Building Design to Thwart Crime


design against crimeThe idea of constructing the built environment in a way that reduces the opportunities for crime has formally been in existence since the 1970s. But can it work?

C. Ray Jeffrey, from Florida State University, first coined the phrase ‘Crime Prevention Through Environmental Design’ (CPTED) in 1971 with the publication of his book of the same name.

In a nutshell, research suggests that the design of a building helps to determine whether or not criminals decide to commit crime. When assessing the potential opportunity to commit a crime, of primary concern to a would-be criminal is whether or not they are likely to get caught. If the likelihood is high, or higher than a location next door or down the road, it is much more likely that the criminal will walk away.

Experts in CPTED tend to divide how the built environment can help to reduce crime into three categories: Increasing the perception that criminals can be seen, restricting access and classifying space, and provoking a sense of ownership of space.

Natural surveillance
If criminals believe they can be seen, they are unlikely to commit a crime. A number of methods can be employed to create this perception:
• Locating on a busy road with a lot of traffic is often a deterrent to criminals, as they are more likely to be seen.
• Leave window shades and blinds open. People could potentially be looking through a window even from far across a room. Conversely, leaving shades and blinds open could display the steal-able goods on offer inside and provide an insight into the building’s interior, so make a measured judgment on this.
• Windows overlooking pavements and car parks can deter crime both in the building and on the street.
• Potential problem areas should be well-lit.
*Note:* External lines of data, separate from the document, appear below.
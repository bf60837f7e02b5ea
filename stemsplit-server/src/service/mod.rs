//! Service Module
//!
//! Business logic layer of the separation server.
//! Services sit between the HTTP handlers and the registry, engine and store.

pub mod job;
pub mod orchestrator;
pub mod upload;

// Re-export for convenience
pub use job as job_service;
pub use orchestrator::{JobSpec, Orchestrator, OrchestratorError, OrchestratorSettings};
pub use upload as upload_service;
//! Job API Handlers
//!
//! HTTP endpoints for starting separation jobs and polling their state.

use axum::{
    Json,
    extract::{Query, State, rejection::JsonRejection},
};
use serde::Deserialize;
use stemsplit_core::domain::job::Job;
use stemsplit_core::dto::job::{StartJob, StartJobResponse};

use crate::AppState;
use crate::api::error::{ApiError, ApiResult};
use crate::service::job_service;

/// POST /api/process
/// Register a job and start processing it in the background
pub async fn start_job(
    State(state): State<AppState>,
    req: Result<Json<StartJob>, JsonRejection>,
) -> ApiResult<Json<StartJobResponse>> {
    let Json(req) = req.map_err(|e| ApiError::BadRequest(format!("Invalid request body: {}", e.body_text())))?;

    tracing::info!("Starting job: {:?}", req.id);

    let response = job_service::start_job(&state.registry, &state.orchestrator, req)?;

    Ok(Json(response))
}

#[derive(Debug, Deserialize)]
pub struct JobStatusQuery {
    #[serde(default, alias = "jobId")]
    pub id: Option<String>,
}

/// GET /api/process?id=<jobId>
/// Get the current snapshot of a job
pub async fn get_job_status(
    State(state): State<AppState>,
    Query(params): Query<JobStatusQuery>,
) -> ApiResult<Json<Job>> {
    let id = params
        .id
        .filter(|id| !id.trim().is_empty())
        .ok_or_else(|| ApiError::BadRequest("Job ID is required".to_string()))?;

    tracing::debug!("Getting job: {}", id);

    let job = job_service::get_job(&state.registry, id.trim())?;

    Ok(Json(job))
}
Problem areas could include pathways, stairs, entrances and exits. All lighting should be implemented at a strategic height to light the faces of people in the area. This will also help to identify potential attackers.

Natural access
There are a number of measures homeowners and businesses can adopt to control access to property and to highlight intruders:
• There should be one, easily distinguished point of entry. Opportunistic criminals won’t have an excuse to go looking for another entrance if it’s made obvious in the first place. If it’s a residential property, a locking gate should be in place to prevent access to the back.
• In corporate offices, visitors should be clearly directed towards the reception area and should not be able to access any other part of the building without the authority of an employee.
• Public bathrooms should use maze entrances. Anterooms can cause isolation.
• Low, thorny bushes below ground level windows can be enough to deter potential burglars.
• Residential properties should also have waist-high picket-style fencing at the front of it. Not only does it control access to a property or private land, but defines the boundary to make it easy for neighbours and passers-by to spot intruders.
• Fencing in between neighboring properties should be shoulder-high. Although it’s less private, the ability for neighbors to see over the fence will deter intrusion and the potential for criminality. Robust, high fencing should be used between a property and an alleyway or other public pathway.

Ownership of Space
The built environment can help to effect how spaces are used and communicate that to potential criminals:
• If a premises looks well-maintained and has neat landscaping, it suggests that the area is actively and regularly used, acting as a natural deterrent to criminals.
• Display official signs to communicate that security systems are in use.
• Trees in residential areas and public outdoor spaces make an area significantly more attractive than spaces without trees. In addition to providing seating and refreshments in common or public spaces, this will encourage people to use the area more and keep criminals away. Furthermore, scheduling activities in common areas increases the perception that the areas are being both watched and closely managed.
• Cyclone fencing and razor-wire fencing can suggest that there are no people inside. Opposing their aim, this can actually make the property a safer option to break into as the risk of getting caught is minimized.